On 12/30/17 8:57 PM, Tony wrote:
For me, it is confusing to use "slice" and "dynamic array" as synonyms. My initial impression was that they must have different code underlying them, and different behavior.

As stated in the slices article, I think of them as separate -- the slice is the public type that is used to operate on dynamic arrays, the dynamic array is a nameless type that only exists in the runtime. It helped me immensely when rewriting the array runtime to think of it that way. All the feedback I received when publishing the article was along the lines of "Wow, thinking of it that way helps a lot", so I think it's a good mental model.

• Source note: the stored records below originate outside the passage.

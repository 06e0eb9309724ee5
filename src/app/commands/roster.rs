use std::path::Path;

use crate::app::state::AppState;

use super::common::{map_api_error, parse_index, to_json};

// ==========================================
// 花名册相关命令
// ==========================================

/// 录入学生
pub fn submit_student(
    state: &mut AppState,
    name: &str,
    reg_no: &str,
    cat: &str,
    exam: &str,
) -> Result<String, String> {
    let record = state
        .roster
        .submit(name, reg_no, cat, exam)
        .map_err(map_api_error)?;

    to_json(&record)
}

/// 查询学生列表（当前顺序）
pub fn list_students(state: &AppState) -> Result<String, String> {
    to_json(&state.roster.records())
}

/// 按位置删除学生
pub fn delete_student(state: &mut AppState, index: &str) -> Result<String, String> {
    let index = parse_index(index)?;

    let removed = state.roster.delete_at(index).map_err(map_api_error)?;

    to_json(&removed)
}

/// 按 record_id 删除学生
pub fn delete_student_by_id(state: &mut AppState, record_id: &str) -> Result<String, String> {
    let removed = state
        .roster
        .delete_by_id(record_id)
        .map_err(map_api_error)?;

    to_json(&removed)
}

/// 按总分降序重排,返回重排后的列表
pub fn sort_students(state: &mut AppState) -> Result<String, String> {
    state.roster.sort_descending().map_err(map_api_error)?;

    to_json(&state.roster.records())
}

/// 导入 CSV 花名册
pub fn import_students(state: &mut AppState, file_path: &str) -> Result<String, String> {
    let report = state
        .roster
        .import_csv(Path::new(file_path.trim()))
        .map_err(map_api_error)?;

    to_json(&report)
}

But in terms of D types, the slice *is* the dynamic array type, it behaves in all the ways you would expect a dynamic array type to behave. The only difference is that a slice does not own the memory it references. Normally you would consider a dynamic array to own its memory (i.e. be responsible for allocation and destruction). Because we have the GC, ownership can be fuzzy.

The DLang Tour has a section on Slices that says in bold "Slices and dynamic arrays are the same". I think that sentence deserves an explanation as to why there are two terms being utilized for the same thing. I would prefer that "slice" as a noun was used only for the time when a dynamic array was initialized from a slice of another array. Or better yet - slice was never used as a noun - only a verb or adjective: took a slice of array A to form a slice dynamic array B (or slice-intialized dynamic array B).

The question really is, what is the name of the type T[]? If you give it a different name depending on how it was created, then you have all sorts of confusion. In fact, there was a proposal by Walter and Andrei a long long time ago to have a type T[new] which would be the dynamic array type, and T[] be the slice type. This failed, because in Andrei's words, "Explaining two very similar but subtly different types to newcomers is excruciatingly difficult."

IMO, T[] is a slice, because it may not be GC-backed dynamic array data underneath. Some people prefer to think of it as a dynamic array, because you can use it like a dynamic array no matter what it points at. Either way works, and fits the implementation. It's really a matter of preference.